Oral | Wednesday, 30 Apr, 14:31–14:41 (CEST)
 
Room -2.21
On the Potential of a Novel Satellite-Based Time-Series of Normalized Far-Red Solar-Induced Fluorescence to Track Short-Term Changes in Subsurface Water Storage
David Herrera1, Uwe Rascher1, Alexandre Belleflamme2, and Bastian Siegmann1
David Herrera et al.
  • 1Research Center Jülich, IBG-2, (d.herrera@fz-juelich.de)
  • 2Research Center Jülich, IBG-3

Effectively tracking drought effects using satellite data can be conducted by combining atmospheric data with additional information of vegetation indices (VIs) from optical data. While VIs detect drought when plant damage is often irreversible, information about the plant physiological status can help detect drought effects much earlier. Remotely-sensed solar-induced chlorophyll fluorescence (SIF), emitted directly from the photosynthetic apparatus (Drusch et al., 2017), provides such information.  When abiotic stress occurs due to an increased dissipation of thermal energy through the process of non-photochemical quenching (NPQ), the fluorescence yield is decreased, which can be measured as SIF (Berger et al., 2022, Damm et al., 2018).

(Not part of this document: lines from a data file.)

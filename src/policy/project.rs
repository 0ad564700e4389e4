use crate::models::{
    project::{Project, ProjectRole},
    store::Store,
    team::Team,
    user::{GlobalRole, User},
};

use super::Action;

/// The actor may create projects at all, and `team` takes them.
pub(super) fn can_create(store: &Store, actor: &User, team: &Team) -> bool {
    let may_create = actor.has_role(GlobalRole::ProjectManager) || store.owns_any_team(actor.id);
    let team_accepts = team.owner_id == actor.id || store.is_team_member(actor.id, team.id);
    may_create && team_accepts
}

/// Global manager role, team ownership, project manager role or authorship.
pub(super) fn is_manager(store: &Store, actor: &User, project: &Project) -> bool {
    actor.has_role(GlobalRole::ProjectManager)
        || store.owns_team(actor.id, project.team_id)
        || store.has_project_role(actor.id, project.id, ProjectRole::ProjectManager)
        || project.created_by_user_id == actor.id
}

pub(super) fn allows(store: &Store, actor: &User, action: Action, project: &Project) -> bool {
    match action {
        Action::View => {
            project.created_by_user_id == actor.id
                || store.owns_team(actor.id, project.team_id)
                || store.is_team_member(actor.id, project.team_id)
                || store.is_project_member(actor.id, project.id)
        }
        Action::Create => store
            .get_team(project.team_id)
            .is_some_and(|team| can_create(store, actor, team)),
        Action::Update | Action::Delete | Action::AddMember | Action::ManageMembers => {
            is_manager(store, actor, project)
        }
        Action::Restore => store.owns_team(actor.id, project.team_id),
    }
}

#[cfg(test)]
mod tests {
    use rstest::rstest;

    use crate::policy::{Action, Target, can, fixtures::World};

    #[rstest]
    #[case("global_pm", true)]
    #[case("owner", true)]
    #[case("project_pm", true)]
    #[case("creator", true)]
    #[case("team_admin", false)]
    #[case("project_member", false)]
    #[case("outsider", false)]
    fn test_manager_tier_actions(#[case] who: &str, #[case] expected: bool) {
        let world = World::new();
        let actor = world.user(who);
        for action in [Action::Update, Action::Delete, Action::AddMember, Action::ManageMembers] {
            assert_eq!(
                can(&world.store, actor, action, Target::Project(&world.project)),
                expected,
                "{who} {action}"
            );
        }
    }

    #[rstest]
    #[case("owner", true)]
    #[case("global_pm", false)]
    #[case("team_member", true)]
    #[case("outsider", false)]
    fn test_create_requires_role_and_an_accepting_team(#[case] who: &str, #[case] expected: bool) {
        let mut world = World::new();
        // team_member holds the global manager role only in this test
        if let Some(user) = world.store.users.get_mut(&world.team_member.id) {
            user.role = crate::models::user::GlobalRole::ProjectManager;
        }
        let actor = world.store.users[&world.user(who).id].clone();
        assert_eq!(
            can(&world.store, &actor, Action::Create, Target::ProjectIn(&world.team)),
            expected
        );
    }
}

Top of canopy (TOC) SIF is available from Sentinel-5P’s TROPOMI sensor since 2018 (Guanter et al., 2021, Köhler et al., 2018). This data, however, is affected by incoming radiation and canopy structure. These effects need to be removed In order to calculate the fluorescence yield in form of the quantum efficiency at leaf level (ΦF), which provides the pure information on the actual physiological status of the plant. Equation (1) uses the vegetation index NIRv (NDVI*NIR (Badgley et al., 2017)) to serve as a combined proxy of the fraction of absorbed photosynthetically active radiation (fAPAR) and the fluorescence escape probability (fesc) (Dechant et al. 2020, Liu et al. 2023). Both SIF data at 743 nm and the reflectance used to calculate the NIRv come from TROPOMI, while the photosynthetically active radiation (PAR) is provided by MODIS.

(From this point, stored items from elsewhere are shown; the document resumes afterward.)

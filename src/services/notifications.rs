use jiff::Timestamp;
use tracing::info;
use uuid::Uuid;

use crate::{
    models::{notification::Notification, store::Store, user::User},
    policy::{Action, Target},
    services::{Context, ServiceError, authorize},
};

fn find_notification(store: &Store, id: Uuid) -> Result<Notification, ServiceError> {
    store
        .get_notification(id)
        .cloned()
        .ok_or_else(|| ServiceError::not_found("Notification", id))
}

/// Newest first. Administrators see everyone's.
pub fn list_notifications(ctx: &Context<'_>, actor: &User, unread_only: bool) -> Vec<Notification> {
    let mut notifications: Vec<Notification> = ctx
        .store
        .notifications
        .iter()
        .filter(|n| actor.is_admin() || n.user_id == actor.id)
        .filter(|n| !unread_only || n.is_unread())
        .cloned()
        .collect();
    notifications.sort_by(|a, b| b.created_at.cmp(&a.created_at));
    notifications
}

pub fn show_notification(ctx: &Context<'_>, actor: &User, id: Uuid) -> Result<Notification, ServiceError> {
    let notification = find_notification(ctx.store, id)?;
    authorize(ctx.store, actor, Action::View, Target::Notification(&notification))?;
    Ok(notification)
}

/// Marks one notification read. Reading it again keeps the first timestamp.
pub fn mark_read(ctx: &mut Context<'_>, actor: &User, id: Uuid) -> Result<Notification, ServiceError> {
    let notification = find_notification(ctx.store, id)?;
    authorize(ctx.store, actor, Action::Update, Target::Notification(&notification))?;
    if !notification.is_unread() {
        return Ok(notification);
    }

    let Some(stored) = ctx.store.get_notification_mut(id) else {
        return Err(ServiceError::not_found("Notification", id));
    };
    stored.read_at = Some(Timestamp::now());
    let updated = stored.clone();
    ctx.save()?;
    info!(%id, user_id = actor.id, "notification read");
    Ok(updated)
}

/// Marks every unread notification of the actor read and returns how many.
pub fn mark_all_read(ctx: &mut Context<'_>, actor: &User) -> Result<usize, ServiceError> {
    let now = Timestamp::now();
    let mut count = 0;
    for notification in ctx
        .store
        .notifications
        .iter_mut()
        .filter(|n| n.user_id == actor.id && n.is_unread())
    {
        notification.read_at = Some(now);
        count += 1;
    }
    if count > 0 {
        ctx.save()?;
    }
    info!(user_id = actor.id, count, "notifications read");
    Ok(count)
}

pub fn delete_notification(ctx: &mut Context<'_>, actor: &User, id: Uuid) -> Result<(), ServiceError> {
    let notification = find_notification(ctx.store, id)?;
    authorize(ctx.store, actor, Action::Delete, Target::Notification(&notification))?;
    ctx.store.remove_notification(id);
    ctx.save()?;
    info!(%id, user_id = actor.id, "notification deleted");
    Ok(())
}

pub fn unread_count(ctx: &Context<'_>, actor: &User) -> usize {
    ctx.store
        .user_notifications(actor.id)
        .filter(|n| n.is_unread())
        .count()
}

ΦF = π*SIF743canopy/(NIRv*PAR) (1)

This study presents a new multi-year (2018-2023) ΦF dataset at 0.05° resolution covering Germany with daily temporal resolution. To assess ΦF’s potential as an early drought stress indicator for agricultural and forest ecosystems, it is compared to the anomaly of subsurface water storage (sss), which serves a reference parameter for plant water availability generated by combining the hydrological model PARFLOW and common land model (CLM) (Belleflamme et al., 2023). ΦF and sss anomaly data were split into periods of prolonged negative sss anomaly indicating drought events (cross-referenced as watch/warning periods using the Combined Drought Indicator (European Commission)). Cross-correlation coefficients for different time lags were calculated to compare the datasets. The data was spatially aggregated daily and temporally averaged using a two-day rolling average.

Results show that cross-correlation coefficients for ΦF and sss anomaly are highest at a 2-day lag, dropping again after 3 days, indicating that ΦF follows the negative sss anomaly trend with a 2-day delay in both agricultural and forest ecosystems. Non-normalized canopy SIF and vegetation indices (NIRv, NDVI) showed no pattern and low cross-correlation coefficients during the observed periods. Our findings prove that ΦF has the ability to detect insufficient plant water availability and thus can be used for early drought stress detection in agricultural and forest ecosystems. The comparison of the capabilities of ΦF and TOC SIF to track short-term changes in subsurface water storage illustrates that a proper downscaling and normalization of canopy SIF is essential to use SIF satellite measurements for the early detection of drought events.

How to cite: Herrera, D., Rascher, U., Belleflamme, A., and Siegmann, B.: On the Potential of a Novel Satellite-Based Time-Series of Normalized Far-Red Solar-Induced Fluorescence to Track Short-Term Changes in Subsurface Water Storage, EGU General Assembly 2025, Vienna, Austria, 27 Apr–2 May 2025, EGU25-15038, https://doi.org/10.5194/egusphere-egu25-15038, 2025.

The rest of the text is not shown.